With insurers such as Optum Rx and Humana in the Quantuvis system, “we’re standing at 50 percent of the lives covered,” according to Bair, who says the system makes negotiation go much faster and get to a better endpoint so that pharma understands what the contracting is for and payers absolutely know what to put on formulary based on where they net out with their negotiation process.
“And there is no discrepancy when you come to the contract process, meaning there were a lot of times they would go back and forth and they would end up in the end of the negotiation cycle, and they’d get to the contract and they’d have different interpretations of the terms and conditions.”
By having a centralized, secure place for pharma and PBMs to keep track of information for contracts, Bair believes cost savings can be generated from money that was spent on things such as audits and legal time.
Additionally, a recently announced partnership with a company called Dymaxium will provide a way for pharma and PBMs to include outcomes and clinical data into the evaluation. Dymaxium provides FormularyDecisions.com, a comprehensive platform supporting the exchange of information between life sciences companies and payers.

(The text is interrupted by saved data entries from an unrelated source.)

//! Tests for call records and logs.

use std::time::Duration;

use super::body::{NO_RESPONSE, UNSERIALIZABLE};
use super::record::{CallDraft, LiveLog};
use super::{CallLog, CallRecord, header_snapshot};
use crate::transport::{HttpRequest, HttpResponse};

fn booking_url() -> url::Url {
    url::Url::parse("https://restful-booker.herokuapp.com/booking").unwrap()
}

fn sample_record(method: &str) -> CallRecord {
    CallDraft::from_request(&HttpRequest::new(
        method.parse().unwrap(),
        booking_url(),
    ))
    .complete(Err("boom".to_string()), Duration::ZERO)
}

mod headers {
    use super::*;

    #[test]
    fn snapshot_joins_repeated_values() {
        let mut headers = http::HeaderMap::new();
        headers.append(http::header::ACCEPT, "text/html".parse().unwrap());
        headers.append(http::header::ACCEPT, "application/json".parse().unwrap());
        headers.insert(http::header::COOKIE, "token=abc".parse().unwrap());

        let snapshot = header_snapshot(&headers);

        assert_eq!(snapshot["accept"], "text/html, application/json");
        assert_eq!(snapshot["cookie"], "token=abc");
    }

    #[test]
    fn snapshot_of_empty_map_is_empty() {
        assert!(header_snapshot(&http::HeaderMap::new()).is_empty());
    }
}

mod draft {
    use super::*;

    #[test]
    fn captures_request_side() {
        let request = HttpRequest::post(booking_url())
            .with_header(
                http::header::CONTENT_TYPE,
                http::HeaderValue::from_static("application/json"),
            )
            .with_json(serde_json::json!({"firstname": "Jim"}));

        let record = CallDraft::from_request(&request).complete(
            Ok(&HttpResponse::new(
                http::StatusCode::OK,
                http::HeaderMap::new(),
                br#"{"bookingid":1}"#.to_vec(),
            )),
            Duration::from_millis(250),
        );

        assert_eq!(record.method, "POST");
        assert_eq!(record.url, "https://restful-booker.herokuapp.com/booking");
        assert_eq!(record.status, Some(200));
        assert_eq!(record.request_headers["content-type"], "application/json");
        assert_eq!(record.request_body, "{\n  \"firstname\": \"Jim\"\n}");
        assert_eq!(record.response_body, "{\n  \"bookingid\": 1\n}");
        assert!((record.duration_secs() - 0.25).abs() < f64::EPSILON);
        assert!(!record.failed());
    }

    #[test]
    fn failure_uses_placeholders() {
        let record = CallDraft::from_request(&HttpRequest::get(booking_url()))
            .complete(Err("Request timed out".to_string()), Duration::from_secs(1));

        assert_eq!(record.status, None);
        assert!(record.response_headers.is_empty());
        assert_eq!(record.response_body, NO_RESPONSE);
        assert_eq!(record.failure, "Request timed out");
        assert!(record.failed());
    }

    #[test]
    fn binary_response_becomes_placeholder() {
        let record = CallDraft::from_request(&HttpRequest::get(booking_url())).complete(
            Ok(&HttpResponse::new(
                http::StatusCode::OK,
                http::HeaderMap::new(),
                vec![0xFF, 0xD8, 0xFF],
            )),
            Duration::ZERO,
        );

        assert_eq!(record.response_body, UNSERIALIZABLE);
    }
}

mod logs {
    use super::*;

    #[test]
    fn live_log_snapshot_keeps_order_and_context() {
        let live = LiveLog::new("crud_flow");
        live.push(sample_record("POST"));
        live.push(sample_record("GET"));

        let log = live.snapshot();

        assert_eq!(log.context(), "crud_flow");
        assert_eq!(log.len(), 2);
        assert_eq!(log.records()[0].method, "POST");
        assert_eq!(log.records()[1].method, "GET");
    }

    #[test]
    fn default_log_is_empty() {
        let log = CallLog::default();

        assert!(log.is_empty());
        assert_eq!(log.context(), "");
    }

    #[test]
    fn serializes_duration_as_seconds() {
        let mut record = sample_record("DELETE");
        record.duration = Duration::from_millis(1500);
        let log = CallLog::new("delete", vec![record]);

        let json = serde_json::to_value(&log).unwrap();

        assert_eq!(json["context"], "delete");
        assert_eq!(json["records"][0]["duration"], 1.5);
        assert_eq!(json["records"][0]["status"], serde_json::Value::Null);
    }
}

The site is home to the AMCP eDossier System and a community of more than 1,900 U.S. payers and health care decision makers, and is billed as “the only community with identified ACTIVE payers” who are reviewing products for reimbursement and can provide direct qualitative feedback to better inform drug company strategies.
“I think the gap, prior to us announcing this partnership with Dymaxium, is that those exercises are very different [understanding therapeutic effectiveness vs. what the rebate needs to be],” Bair states. “So the value of the partnership with Dymaxium is to say, ‘Let’s take the first step forward in bringing together the clinical and net cost of drug data into one platform.’

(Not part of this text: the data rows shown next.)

//! Rendering and storage of per-case call reports.
//!
//! - [`render_report`] turns a [`CallLog`](crate::recorder::CallLog) into an
//!   escaped HTML fragment.
//! - [`render_text`] turns it into a plain-text transcript.
//! - [`ReportSink`] receives fragments; [`DirectorySink`] writes them to disk.

mod error;
mod html;
mod sink;
mod text;

pub use error::ReportError;
pub use html::{ReportFragment, render_report};
pub use sink::{CaseSummary, DirectorySink, ReportSink};
pub use text::render_text;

“Everyone’s really trying to crack the nut around value-based contracting and assessments of formulary, but without having any sort of framework to bring those two closer to one kind of third-party system that allows all that data to be shared across many groups – the payers, the PBMs, and the pharmaceutical companies – is what we see as a way to monetize the opportunity for content, pushing out information about drugs coming to market,” Bair says.
Through Quantuvis’ partnership with Dymaxium, pharma companies will be able to get a better understanding of how the formulary position of a product is going to look before launch, based on this assessment and the quality of the format. Once the drug hits the market, the commercial teams can turn to Quantuvis during the rebate negotiation talks with payers, Bair notes.

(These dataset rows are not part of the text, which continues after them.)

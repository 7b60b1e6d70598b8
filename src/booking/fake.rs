//! Random booking payloads for test cases.

use rand::Rng;
use rand::seq::SliceRandom;

use super::{Booking, BookingDates};

const FIRST_NAMES: &[&str] = &[
    "Sally", "Jim", "Mark", "Susan", "Eric", "Mary", "Jackson", "Aisha", "Kenji", "Lucia",
];

const LAST_NAMES: &[&str] = &[
    "Brown", "Wilson", "Jackson", "Smith", "Ericsson", "Tanaka", "Okafor", "Novak", "Garcia",
];

/// Lowest generated total price.
pub const MIN_PRICE: u32 = 50;

/// Highest generated total price.
pub const MAX_PRICE: u32 = 500;

/// Generates a booking with random guest name and price.
///
/// Dates and additional needs are fixed so bookings stay valid for the
/// service regardless of the current date.
#[must_use]
pub fn random_booking<R: Rng + ?Sized>(rng: &mut R) -> Booking {
    Booking {
        firstname: pick(rng, FIRST_NAMES),
        lastname: pick(rng, LAST_NAMES),
        totalprice: rng.gen_range(MIN_PRICE..=MAX_PRICE),
        depositpaid: false,
        bookingdates: BookingDates {
            checkin: "2025-01-01".to_string(),
            checkout: "2025-01-05".to_string(),
        },
        additionalneeds: "Breakfast".to_string(),
    }
}

fn pick<R: Rng + ?Sized>(rng: &mut R, names: &[&str]) -> String {
    names.choose(rng).copied().unwrap_or("Guest").to_string()
}

#[cfg(test)]
mod tests {
    use super::*;
    use rand::SeedableRng;
    use rand::rngs::StdRng;

    #[test]
    fn generated_booking_is_within_bounds() {
        let mut rng = StdRng::seed_from_u64(7);

        for _ in 0..100 {
            let booking = random_booking(&mut rng);
            assert!((MIN_PRICE..=MAX_PRICE).contains(&booking.totalprice));
            assert!(FIRST_NAMES.contains(&booking.firstname.as_str()));
            assert!(LAST_NAMES.contains(&booking.lastname.as_str()));
        }
    }

    #[test]
    fn same_seed_gives_same_booking() {
        let first = random_booking(&mut StdRng::seed_from_u64(42));
        let second = random_booking(&mut StdRng::seed_from_u64(42));

        assert_eq!(first, second);
    }
}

With the pressure continuing to grow around drug price increases, “it’s going to take awhile to figure out what degree of the policy influence can pressure the market,” Bair explains. “What we’re trying to do is provide the mechanism for getting to the best negotiation, best price for the drug, so it’s more affordable, whether it’s a Part D patient or a commercial patient. We bring efficiency to the system, and we’re starting to assess the framework about value-based assessment by bringing in the clinical and outcomes.”